Ведь клеймо “VR fecit, hic fecit” заметно только нам.
— Но я хочу сказать о другом. Меня поражает то внимание, которым ты пользуешься у мужчин в последние месяцы. С одной стороны, это мне льстит, но с другой — я чего-то боюсь. Я ведь совершенно не знаю, что именно говорят тебе эти многочисленные мужчины, как они с тобой флиртуют… А тебе и в самом деле не жаль уходящей красоты?
— Жаль, но не слишком.
— Даже мне, мужчине, было иногда не по себе видеть, как моя привлекательность уходит, как редеют мои кудри, оставляя место выпуклому черепу.
— Независимо от того, сколько мужчин успели мной насладиться, мне не жаль, если я сама смогла в полной мере ощутить себя такой, какая я есть. Будет жаль, если ощущение того, что я красивая женщина, пройдет мимо меня самой.
— Я тут подумал о свингерах, что красота тела их женщин может быть оценена многократно и по достоинству.
— Также и красота гулящих женщин?
— Про проституток думаю, что нет. Для посещающих бордели мужчин важен скорее голый половой акт. Там, конечно, есть разные альбомы, из которых они выбирают. Но представь себе, что это за выбор, из двух-трех десятков, если тут, в жизни, из многих тысяч выбрать не можешь. Шлюхи да, они мне симпатичны, потому что щедры. Эта щедрость не ограничивается числом встреченных мужчин. Щедры все отверстия, все поры ее тела, так что она иной раз даже сознание теряет.
— Да, Моэм также восхищается женской щедростью: how silvery golden her hair was,.. how golden silver her skin… her enchanting smile.
— Пожалуй, я возьму свои слова обратно по поводу женщин-свингеров. Я думаю, что лишенная душевности похоть идет там прежде красоты.
— Мне кажется, они просто глупы. Они не понимают чего-то самого главного, в своей коробчатости отнимают у жизни ее тайну. Они, по ограниченной самонадеянности, не понимают необходимости скрытых глубоких корней, без которых не может расти живое. И поэтому весь их сад — россыпь пластмассовых цветов… Они действуют по шаблону, превращают все в спорт. А щедрость может быть воспринята лишь непосредственно.

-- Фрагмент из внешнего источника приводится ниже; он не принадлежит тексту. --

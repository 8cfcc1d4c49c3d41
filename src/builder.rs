//! Fluent configuration of a [`FakeHandler`].
//!
//! Every method consumes the handler and returns it, so configuration reads
//! as a single chain ending in [`FakeHandler::into_client`].

use crate::handler::FakeHandler;
use crate::response_spec::{Capabilities, Content};
use bytes::Bytes;
use hyperax::{HeaderMap, HeaderName, HeaderValue, StatusCode, Version};
use serde::Serialize;
use tracing::warn;

impl FakeHandler {
    /// A handler answering `200 OK`, HTTP/1.0, no headers and an empty body.
    pub fn new() -> Self {
        Self::default()
    }

    pub fn with_status_code(mut self, status: StatusCode) -> Self {
        self.spec.status = status;
        self
    }

    pub fn with_version(mut self, version: Version) -> Self {
        self.spec.version = version;
        self
    }

    /// Sets a response header. A header configured earlier under the same
    /// name is replaced, not merged.
    pub fn with_response_header(self, name: impl AsRef<str>, value: impl AsRef<str>) -> Self {
        self.with_response_header_values(name, [value])
    }

    /// Sets a multi-valued response header, replacing earlier values.
    pub fn with_response_header_values<I, V>(mut self, name: impl AsRef<str>, values: I) -> Self
    where
        I: IntoIterator<Item = V>,
        V: AsRef<str>,
    {
        set_header(&mut self.spec.headers, name.as_ref(), values);
        self
    }

    /// Sets a trailing header. Only emitted when the handler's
    /// [`Capabilities`] allow trailers.
    pub fn with_trailing_response_header(
        self,
        name: impl AsRef<str>,
        value: impl AsRef<str>,
    ) -> Self {
        self.with_trailing_response_header_values(name, [value])
    }

    pub fn with_trailing_response_header_values<I, V>(
        mut self,
        name: impl AsRef<str>,
        values: I,
    ) -> Self
    where
        I: IntoIterator<Item = V>,
        V: AsRef<str>,
    {
        set_header(&mut self.spec.trailers, name.as_ref(), values);
        self
    }

    /// Serializes `content` as the JSON response body. Slices and vectors
    /// become JSON arrays.
    ///
    /// A value that fails to serialize is not reported here; every request
    /// answered by the handler fails with [`FakeError::Content`] instead.
    ///
    /// [`FakeError::Content`]: crate::FakeError::Content
    pub fn with_expected_content<T>(mut self, content: &T) -> Self
    where
        T: Serialize + ?Sized,
    {
        self.spec.content = Some(Content::json(content));
        self
    }

    pub fn with_text_content(mut self, text: impl Into<String>) -> Self {
        self.spec.content = Some(Content::Text(text.into()));
        self
    }

    pub fn with_bytes_content(mut self, bytes: impl Into<Bytes>) -> Self {
        self.spec.content = Some(Content::Bytes(bytes.into()));
        self
    }

    /// Adds the content type matching the configured body (JSON or text)
    /// unless a `content-type` header was set explicitly. Off by default, so
    /// a response only carries the headers configured on the handler.
    pub fn with_implied_content_type(mut self) -> Self {
        self.spec.implied_content_type = true;
        self
    }

    pub fn with_capabilities(mut self, capabilities: Capabilities) -> Self {
        self.capabilities = capabilities;
        self
    }

    pub fn without_trailer_support(self) -> Self {
        self.with_capabilities(Capabilities::legacy())
    }
}

fn set_header<I, V>(headers: &mut HeaderMap, name: &str, values: I)
where
    I: IntoIterator<Item = V>,
    V: AsRef<str>,
{
    let Ok(name) = HeaderName::from_bytes(name.as_bytes()) else {
        warn!(name, "skipping invalid header name");
        return;
    };

    let mut parsed = Vec::new();
    for value in values {
        match HeaderValue::from_str(value.as_ref()) {
            Ok(value) => parsed.push(value),
            Err(_) => {
                warn!(%name, value = value.as_ref(), "skipping invalid header value");
                return;
            }
        }
    }

    headers.remove(&name);
    for value in parsed {
        headers.append(name.clone(), value);
    }
}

— Какую из двух щедростей ты имеешь в виду: щедрость для многих или щедрость для одного?
— Щедрость для многих.
— …У Моэма в героине красота. Не могу себе даже вообразить, как это: злато-серебряная кожа? Для меня это как Гори, как Элизабет Баррет, чье тело покрыто шелковистым, словно у морских ласточек, оперением. Всякий раз, когда я начинаю представлять себе подобного рода мечтательные создания, мне хочется их трогать, гладить, может быть, легонько целовать. Мне даже не жалко отпустить их на какое-то расстояние и любоваться издали. Пусть они даже умрут, мне будет не жалко. Потому что, как и Браунинг, я смогу сохранить в памяти этих ангелов-птиц. Но вместе с тем я способен понять, что такое “пленяющая улыбка”. Если тело женщины вырывается из одежд и кожи и все женское в ней подчеркнуто, то я могу отпустить ее только до ближайшей кровати. В отсутствии возвышенного поэтического восприятия красоты и заключена разница между эротикой и порнографией.
— Здесь что-то не так. Ты тоже не понимаешь чего-то самого главного.

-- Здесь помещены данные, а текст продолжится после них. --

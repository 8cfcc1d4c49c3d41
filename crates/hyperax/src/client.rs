use crate::error::Error;
use crate::transport::{HttpTransport, Transport};
use hyper::body::Bytes;
use hyper::header::{HeaderMap, HeaderName, HeaderValue, CONTENT_TYPE};
use hyper::{Method, Request, Response};
use serde::Serialize;
use std::fmt;
use std::sync::Arc;
use std::time::Duration;
use tracing::debug;

#[derive(Clone)]
pub struct Client {
    transport: Arc<dyn Transport>,
    base_url: Option<String>,
    headers: HeaderMap,
}

impl fmt::Debug for Client {
    fn fmt(&self, f: &mut fmt::Formatter<'_>) -> fmt::Result {
        f.debug_struct("Client")
            .field("base_url", &self.base_url)
            .field("headers", &self.headers)
            .finish_non_exhaustive()
    }
}

impl Default for Client {
    fn default() -> Self {
        Self::new()
    }
}

impl Client {
    pub fn new() -> Self {
        Self::builder().build()
    }

    /// Creates a client that hands every request to `transport`.
    pub fn with_transport(transport: impl Transport + 'static) -> Self {
        Self::builder().transport(transport).build()
    }

    pub fn builder() -> ClientBuilder {
        ClientBuilder::new()
    }

    pub async fn request<T>(&self, req: Request<T>) -> Result<Response<Bytes>, Error>
    where
        T: Into<Bytes>,
    {
        let (mut parts, body) = req.into_parts();
        if let Some(base) = &self.base_url {
            let uri = format!("{}{}", base, parts.uri);
            parts.uri = uri
                .parse()
                .map_err(|e| Error::Request(hyper::http::Error::from(e)))?;
        }
        for (k, v) in self.headers.iter() {
            if !parts.headers.contains_key(k) {
                parts.headers.insert(k, v.clone());
            }
        }

        debug!("Dispatching {} request to {}", parts.method, parts.uri);
        self.transport
            .send(Request::from_parts(parts, body.into()))
            .await
    }

    pub async fn get(&self, uri: &str) -> Result<Response<Bytes>, Error> {
        let req = Request::builder()
            .method(Method::GET)
            .uri(uri)
            .body(Bytes::new())?;
        self.request(req).await
    }

    pub async fn post<T>(&self, uri: &str, body: T) -> Result<Response<Bytes>, Error>
    where
        T: Into<Bytes>,
    {
        let req = Request::builder().method(Method::POST).uri(uri).body(body)?;
        self.request(req).await
    }

    /// Serializes `body` as JSON and posts it with a matching content type.
    pub async fn post_json<B>(&self, uri: &str, body: &B) -> Result<Response<Bytes>, Error>
    where
        B: Serialize + ?Sized,
    {
        let payload = serde_json::to_vec(body)?;
        let req = Request::builder()
            .method(Method::POST)
            .uri(uri)
            .header(CONTENT_TYPE, "application/json")
            .body(Bytes::from(payload))?;
        self.request(req).await
    }

    pub async fn put<T>(&self, uri: &str, body: T) -> Result<Response<Bytes>, Error>
    where
        T: Into<Bytes>,
    {
        let req = Request::builder().method(Method::PUT).uri(uri).body(body)?;
        self.request(req).await
    }

    pub async fn delete(&self, uri: &str) -> Result<Response<Bytes>, Error> {
        let req = Request::builder()
            .method(Method::DELETE)
            .uri(uri)
            .body(Bytes::new())?;
        self.request(req).await
    }

    pub async fn patch<T>(&self, uri: &str, body: T) -> Result<Response<Bytes>, Error>
    where
        T: Into<Bytes>,
    {
        let req = Request::builder().method(Method::PATCH).uri(uri).body(body)?;
        self.request(req).await
    }

    pub async fn head(&self, uri: &str) -> Result<Response<Bytes>, Error> {
        let req = Request::builder()
            .method(Method::HEAD)
            .uri(uri)
            .body(Bytes::new())?;
        self.request(req).await
    }
}

pub struct ClientBuilder {
    timeout: Option<Duration>,
    base_url: Option<String>,
    headers: HeaderMap,
    transport: Option<Arc<dyn Transport>>,
}

impl ClientBuilder {
    fn new() -> Self {
        Self {
            timeout: Some(Duration::from_secs(60)),
            base_url: None,
            headers: HeaderMap::new(),
            transport: None,
        }
    }

    /// Timeout for the default [`HttpTransport`]. Ignored once a custom
    /// transport is set.
    pub fn timeout(mut self, timeout: Duration) -> Self {
        self.timeout = Some(timeout);
        self
    }

    pub fn no_timeout(mut self) -> Self {
        self.timeout = None;
        self
    }

    pub fn base_url(mut self, url: impl Into<String>) -> Self {
        self.base_url = Some(url.into());
        self
    }

    pub fn header(mut self, name: impl AsRef<str>, value: impl AsRef<str>) -> Self {
        if let (Ok(name), Ok(value)) = (
            HeaderName::from_bytes(name.as_ref().as_bytes()),
            HeaderValue::from_str(value.as_ref()),
        ) {
            self.headers.insert(name, value);
        }
        self
    }

    pub fn transport(mut self, transport: impl Transport + 'static) -> Self {
        self.transport = Some(Arc::new(transport));
        self
    }

    pub fn build(self) -> Client {
        let timeout = self.timeout;
        Client {
            transport: self
                .transport
                .unwrap_or_else(|| Arc::new(HttpTransport::with_timeout(timeout))),
            base_url: self.base_url,
            headers: self.headers,
        }
    }
}

#[cfg(test)]
mod tests {
    use super::*;
    use async_trait::async_trait;
    use pretty_assertions::assert_eq;
    use std::sync::Mutex;

    /// Remembers the last request and answers 200 with its body.
    #[derive(Default)]
    struct EchoTransport {
        last: Mutex<Option<(Method, String, HeaderMap)>>,
    }

    #[async_trait]
    impl Transport for EchoTransport {
        async fn send(&self, request: Request<Bytes>) -> Result<Response<Bytes>, Error> {
            let (parts, body) = request.into_parts();
            *self.last.lock().unwrap() =
                Some((parts.method, parts.uri.to_string(), parts.headers));
            Ok(Response::new(body))
        }
    }

    fn last(transport: &EchoTransport) -> (Method, String, HeaderMap) {
        transport.last.lock().unwrap().clone().unwrap()
    }

    #[tokio::test]
    async fn test_client_methods() {
        let transport = Arc::new(EchoTransport::default());
        let client = Client::with_transport(transport.clone());

        let response = client.get("http://test.com/a").await.unwrap();
        assert_eq!(response.status(), 200);
        assert_eq!(last(&transport).0, Method::GET);
        assert_eq!(last(&transport).1, "http://test.com/a");

        let response = client.post("http://test.com/a", "payload").await.unwrap();
        assert_eq!(response.body(), &Bytes::from("payload"));
        assert_eq!(last(&transport).0, Method::POST);

        client.put("http://test.com/a", Bytes::new()).await.unwrap();
        assert_eq!(last(&transport).0, Method::PUT);
        client.patch("http://test.com/a", Bytes::new()).await.unwrap();
        assert_eq!(last(&transport).0, Method::PATCH);
        client.delete("http://test.com/a").await.unwrap();
        assert_eq!(last(&transport).0, Method::DELETE);
        client.head("http://test.com/a").await.unwrap();
        assert_eq!(last(&transport).0, Method::HEAD);
    }

    #[tokio::test]
    async fn test_base_url_and_default_headers() {
        let transport = Arc::new(EchoTransport::default());
        let client = Client::builder()
            .base_url("http://test.com")
            .header("X-Test", "value")
            .header("User-Agent", "hyperax")
            .transport(transport.clone())
            .build();

        let req = Request::builder()
            .uri("/path?q=1")
            .header("user-agent", "override")
            .body(Bytes::new())
            .unwrap();
        client.request(req).await.unwrap();

        let (_, uri, headers) = last(&transport);
        assert_eq!(uri, "http://test.com/path?q=1");
        assert_eq!(headers.get("x-test").unwrap(), "value");
        assert_eq!(headers.get("user-agent").unwrap(), "override");
    }

    #[tokio::test]
    async fn test_post_json() {
        let transport = Arc::new(EchoTransport::default());
        let client = Client::with_transport(transport.clone());

        let response = client
            .post_json("http://test.com/items", &serde_json::json!({ "id": 7 }))
            .await
            .unwrap();

        assert_eq!(response.body(), &Bytes::from(r#"{"id":7}"#));
        let (_, _, headers) = last(&transport);
        assert_eq!(headers.get(CONTENT_TYPE).unwrap(), "application/json");
    }

    #[test]
    fn test_invalid_base_url() {
        let client = Client::builder()
            .base_url("not a url")
            .transport(EchoTransport::default())
            .build();

        let result = tokio_test::block_on(client.get("/path"));
        assert!(matches!(result, Err(Error::Request(_))));
    }

    #[test]
    fn test_client_builder() {
        let builder = Client::builder()
            .timeout(Duration::from_secs(30))
            .base_url("http://test.com")
            .header("User-Agent", "test")
            .header("bad header", "ignored");

        assert_eq!(builder.timeout, Some(Duration::from_secs(30)));
        assert_eq!(builder.base_url.as_deref(), Some("http://test.com"));
        assert!(builder.headers.contains_key("user-agent"));
        assert_eq!(builder.headers.len(), 1);

        let client = builder.build();
        assert_eq!(client.base_url.as_deref(), Some("http://test.com"));
        assert!(Client::builder().no_timeout().timeout.is_none());
    }
}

— Твоя грудь, с одной стороны, идеальная вещь, а с другой — это сиськи. Что тебе больше нравится?
— И то, и другое.
Дельта Ловати
Там, где ивняк, дельта Ловати больше всего напоминает мангровые заросли. Река настолько сильно ветвится и так глубоко вдается в озеро, что сверху дельта похожа на дерево, а русло — его ствол. Местность такая плоская и безлесая, что ее можно обозреть всего лишь из двух, по-взвадски, кряжей, где растут высокие ивы: урочище Черное и урочище Железный Маяк. Мы живем в Черном, под ветром. И это наше прибежище тоже оборачивается своеобразным домом, совсем иным, чем был у нас под обрывом. Там мы пребывали в многочисленном соседстве, а здесь можем не опасаться посторонних глаз. Дом с ветвями-пологом делит с нами соколиное семейство. Соколята уже летают, но держатся около гнезда. Родители приносят им корм и к нам привыкли. Здесь мы можем делать с телами друг друга все, что захотим. Даже если кто-то и придет, то сокол предупредит нас тревожным криком.

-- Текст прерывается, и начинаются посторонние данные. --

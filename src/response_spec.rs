use crate::error::{FakeError, Result};
use bytes::Bytes;
use hyperax::{HeaderMap, HeaderValue, StatusCode, Version};
use serde::Serialize;
use std::sync::Arc;

/// Body configured for the fake response.
#[derive(Clone, Debug)]
pub enum Content {
    Json(Bytes),
    Text(String),
    Bytes(Bytes),
    /// Serialization failed while configuring; reported when a response is
    /// produced.
    Invalid(Arc<serde_json::Error>),
}

impl Content {
    pub fn json<T>(value: &T) -> Self
    where
        T: Serialize + ?Sized,
    {
        match serde_json::to_vec(value) {
            Ok(bytes) => Content::Json(Bytes::from(bytes)),
            Err(err) => Content::Invalid(Arc::new(err)),
        }
    }

    pub fn content_type(&self) -> Option<HeaderValue> {
        match self {
            Content::Json(_) => Some(HeaderValue::from_static("application/json; charset=utf-8")),
            Content::Text(_) => Some(HeaderValue::from_static("text/plain; charset=utf-8")),
            Content::Bytes(_) | Content::Invalid(_) => None,
        }
    }

    /// The response payload.
    pub fn render(&self) -> Result<Bytes> {
        match self {
            Content::Json(bytes) | Content::Bytes(bytes) => Ok(bytes.clone()),
            Content::Text(text) => Ok(Bytes::from(text.clone())),
            Content::Invalid(err) => Err(FakeError::Content(err.clone())),
        }
    }
}

/// Everything needed to synthesize a response.
#[derive(Clone, Debug)]
pub struct ResponseSpec {
    pub(crate) status: StatusCode,
    pub(crate) version: Version,
    pub(crate) headers: HeaderMap,
    pub(crate) trailers: HeaderMap,
    pub(crate) content: Option<Content>,
    /// Derive `content-type` from the content kind when none is configured.
    pub(crate) implied_content_type: bool,
}

impl Default for ResponseSpec {
    fn default() -> Self {
        Self {
            status: StatusCode::OK,
            version: Version::HTTP_10,
            headers: HeaderMap::new(),
            trailers: HeaderMap::new(),
            content: None,
            implied_content_type: false,
        }
    }
}

impl ResponseSpec {
    pub fn status(&self) -> StatusCode {
        self.status
    }

    pub fn version(&self) -> Version {
        self.version
    }

    pub fn headers(&self) -> &HeaderMap {
        &self.headers
    }

    pub fn trailers(&self) -> &HeaderMap {
        &self.trailers
    }

    pub fn content(&self) -> Option<&Content> {
        self.content.as_ref()
    }

    pub fn implied_content_type(&self) -> bool {
        self.implied_content_type
    }
}

/// What the simulated environment's response model supports.
#[derive(Clone, Copy, Debug, PartialEq, Eq)]
pub struct Capabilities {
    pub trailers: bool,
}

impl Default for Capabilities {
    fn default() -> Self {
        Self { trailers: true }
    }
}

impl Capabilities {
    /// An environment without trailing header support.
    pub fn legacy() -> Self {
        Self { trailers: false }
    }
}
pub mod client;
pub mod common;
pub mod error;
pub mod transport;
mod export;

pub use client::{Client, ClientBuilder};
pub use common::{trailers, Trailers};
pub use error::Error;
pub use transport::{HttpTransport, Transport};
pub use export::*;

Дальше весь Каменный/Черный берег разворачивается перед нами. Взлетают чайки, крачки, длинного-длинношее-большекрылые цапли, улиты, турухтаны, бекасы, перевозчики, отъевшиеся утки. Перо цапли нежнейшего серого цвета. Сама она, когда нависает над водой в поисках рыбки, вытягивая шею как можно дальше, похожа на разливную ложку из аристократического столового набора. Заметив рыбу, птица делает короткий быстрый выпад. Ловит, сглатывает, нависает снова. На взлете вся она превращается в широкие серо-черные крылья. Лопасти пропеллера напоминают формой крылья цапли. Взмахи короткие и плавные, маховые перья в воздухе слегка подогнуты. Бывает, что цапли летают стаями, но мы видели их только по две-три или поодиночке. Если вспугнешь одну, необязательно улетит и другая. Человека они остерегаются больше, чем собаку — редкого для здешних мест гостя. Над Цезарем эти странные несоразмерные птицы кружили нехотя, не торопились сниматься с места кормежки.
Спор о языке на низовой Ловати
Что есть архаический язык? Мелкий сырой песок всегда был чистым листом для путешествующих. Стоит двоим присесть и заговорить, как один, а иной раз и оба тут же начинают чертить на песке неясные знаки, один слева от себя, другой справа. Значит, они спорят. Если же оба, перебивая и дополняя друг друга, чертят песок перед собой, то они заодно. Женя все делает слева от себя, и, пока она рисует, я развиваю монолог.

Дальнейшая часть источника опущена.